Inconsistency is not good. You need one standard operating procedure for incoming and outgoing calls. This will ensure integrity to your process and bring you closer to your goal of building value in your dealership. The sole purpose of the phone call is to sell the appointment, not the car!
• Prospects aren’t qualified the right way (if at all). Some reps ask the prospect what kind of car are they looking for, and that is the extent of their qualifying tactics. There are a lot of important questions you can ask the prospect like, what is important to them in deciding where to buy a vehicle. Most people on the phones try to sell the vehicle. The sole goal of your team should be to sell the appointment, so build value in the appointment. To do that, the consultant or call center rep must qualify the prospect thoroughly and identify their wants, wishes and expectations. Once that’s done, the dealership can meet the customer’s expectations and then exceed them. How do you know what the prospect wants if you don’t simply ask?

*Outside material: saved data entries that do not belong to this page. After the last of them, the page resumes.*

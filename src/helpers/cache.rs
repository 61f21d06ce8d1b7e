// SPDX-FileCopyrightText: 2026 Alexandre Gomes Gaigalas <alganet@gmail.com>
//
// SPDX-License-Identifier: ISC

//! Explicit freshness lifetime of a cached response.

use crate::helpers::headers::{cache_control_directives, get_header_str, header_has_token};
use crate::http_date::parse_http_date_to_datetime;
use crate::resource::Resource;

pub const MILLIS_IN_A_DAY: i64 = 1000 * 60 * 60 * 24;
pub const MILLIS_IN_A_WEEK: i64 = MILLIS_IN_A_DAY * 7;

/// Freshness lifetime in milliseconds when the response states one explicitly.
///
/// `Cache-Control: no-cache`/`no-store` and `Pragma: no-cache` count as an
/// explicit lifetime of zero. `s-maxage` wins over `max-age`, which wins over
/// `Expires - Date`. An unparsable `Expires` means already expired. Returns
/// `None` when nothing explicit is present.
pub fn freshness_lifetime_millis(resource: &Resource) -> Option<i64> {
    let headers = resource.response_headers();
    let directives = cache_control_directives(headers);

    if directives
        .iter()
        .any(|d| d.name == "no-cache" || d.name == "no-store")
        || header_has_token(headers, "pragma", "no-cache")
    {
        return Some(0);
    }

    let max_age = |name: &str| {
        directives
            .iter()
            .find(|d| d.name == name)
            .and_then(|d| d.value.as_deref())
            .and_then(|v| v.parse::<i64>().ok())
    };
    if let Some(secs) = max_age("s-maxage").or_else(|| max_age("max-age")) {
        return Some(secs.max(0).saturating_mul(1000));
    }

    let expires = get_header_str(headers, "expires")?;
    let Ok(expires) = parse_http_date_to_datetime(expires.trim()) else {
        return Some(0);
    };
    let date = get_header_str(headers, "date")
        .and_then(|d| parse_http_date_to_datetime(d.trim()).ok())?;
    Some((expires - date).num_milliseconds().max(0))
}

#[cfg(test)]
mod tests {
    use super::*;
    use crate::test_helpers::make_headers_from_pairs;
    use rstest::rstest;

    #[rstest]
    #[case(&[], None)]
    #[case(&[("cache-control", "max-age=60")], Some(60_000))]
    #[case(&[("cache-control", "public, max-age=604800")], Some(MILLIS_IN_A_WEEK))]
    #[case(&[("cache-control", "max-age=60, s-maxage=120")], Some(120_000))]
    #[case(&[("cache-control", "max-age=600, no-cache")], Some(0))]
    #[case(&[("cache-control", "no-store")], Some(0))]
    #[case(&[("pragma", "no-cache")], Some(0))]
    #[case(&[("cache-control", "max-age=abc")], None)]
    #[case(&[("cache-control", "max-age=-5")], Some(0))]
    #[case(
        &[
            ("date", "Wed, 21 Oct 2015 07:28:00 GMT"),
            ("expires", "Thu, 22 Oct 2015 07:28:00 GMT"),
        ],
        Some(MILLIS_IN_A_DAY)
    )]
    #[case(
        &[
            ("date", "Thu, 22 Oct 2015 07:28:00 GMT"),
            ("expires", "Wed, 21 Oct 2015 07:28:00 GMT"),
        ],
        Some(0)
    )]
    #[case(&[("expires", "Thu, 22 Oct 2015 07:28:00 GMT")], None)]
    #[case(&[("expires", "0")], Some(0))]
    fn freshness_cases(#[case] pairs: &[(&str, &str)], #[case] expected: Option<i64>) {
        let r = Resource::builder("http://example.com/")
            .response_headers(make_headers_from_pairs(pairs))
            .build();
        assert_eq!(freshness_lifetime_millis(&r), expected);
    }
}
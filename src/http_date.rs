// SPDX-FileCopyrightText: 2025 Alexandre Gomes Gaigalas <alganet@gmail.com>
//
// SPDX-License-Identifier: ISC

//! HTTP-date parsing for cache lifetime computation.

use chrono::{DateTime, Utc};

/// Parse an HTTP-date string (IMF-fixdate, RFC 850 or asctime) into a `chrono::DateTime<Utc>`.
pub fn parse_http_date_to_datetime(s: &str) -> anyhow::Result<DateTime<Utc>> {
    let st =
        httpdate::parse_http_date(s).map_err(|e| anyhow::anyhow!("httpdate parse error: {}", e))?;
    Ok(DateTime::<Utc>::from(st))
}

#[cfg(test)]
mod tests {
    use super::*;
    use chrono::Datelike;

    #[test]
    fn parses_imf_fixdate() -> anyhow::Result<()> {
        let dt = parse_http_date_to_datetime("Wed, 21 Oct 2015 07:28:00 GMT")?;
        assert_eq!((dt.year(), dt.month(), dt.day()), (2015, 10, 21));
        Ok(())
    }

    #[test]
    fn parses_asctime() -> anyhow::Result<()> {
        let dt = parse_http_date_to_datetime("Wed Oct 21 07:28:00 2015")?;
        assert_eq!(dt.day(), 21);
        Ok(())
    }

    #[test]
    fn expires_zero_is_error() {
        assert!(parse_http_date_to_datetime("0").is_err());
    }
}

• A major flaw in call handling is failing to obtain the customer’s information. That’s right; many people on the phones at dealerships do not ask for or get the prospect’s information--basic stuff like their name or phone number. What happens is that they have a conversation on the phone and then simply hang up and hope the prospect comes into the dealership.
If you think the odds are in your favor that the prospect will waltz into your dealership, then I’d like to talk to you about a trip to Las Vegas and a visit to the craps table. Your team must always ask for the caller’s name, phone number and any other information you can obtain, like an e-mail address or Instant Messenger address, and their preferred method to be contacted. Get the picture? To paraphrase one of my favorite books: you don’t ask, you don’t get.
• Sales consultants aren’t building value in your dealership. Again, it comes down to conveying that level of enthusiasm people love to hear on the phone. Sales are about transference of energy! If you are excited about your dealership, a particular vehicle or a particular sale, then let your prospect feel that genuine excitement. You need to be able to articulate why your dealership is the best on the planet and why they really need to come in for an appointment.
• There is a lack of preparation. It often seems too many representatives are playing checkers, not chess. You need to have a complete library of objections and rebuttals in order to be prepared. Your team needs to have a clear understanding of how the phone call needs to go. Typically, for example, the prospect might throw out several objections to coming in for an appointment. If you are not prepared to respond and overcome these objections, prospects are never going to come in.
• Many folks never ask for the appointment. They go through the entire phone call process and never even ask for the appointment. Even worse, they might ask for the appointment and the prospect objects or says no, and they succumb to the rejection, let the prospect go and move on to the next phone call. Always ask for the appointment. Sometimes you might have to ask for it three or four times throughout the conversation. Identify why they are objecting, handle that objection and try again for the appointment. If the customer gives another objection, isolate that one, meet that expectation and go for the appointment again.
Let me leave you with the bottom line. People are always looking for the easy way to do things. The reason people don’t lift weights is because they are heavy. Just remember that if you want the things most people don’t have, you must do the things most people aren’t willing to do to get them.
Train your people to be professionals.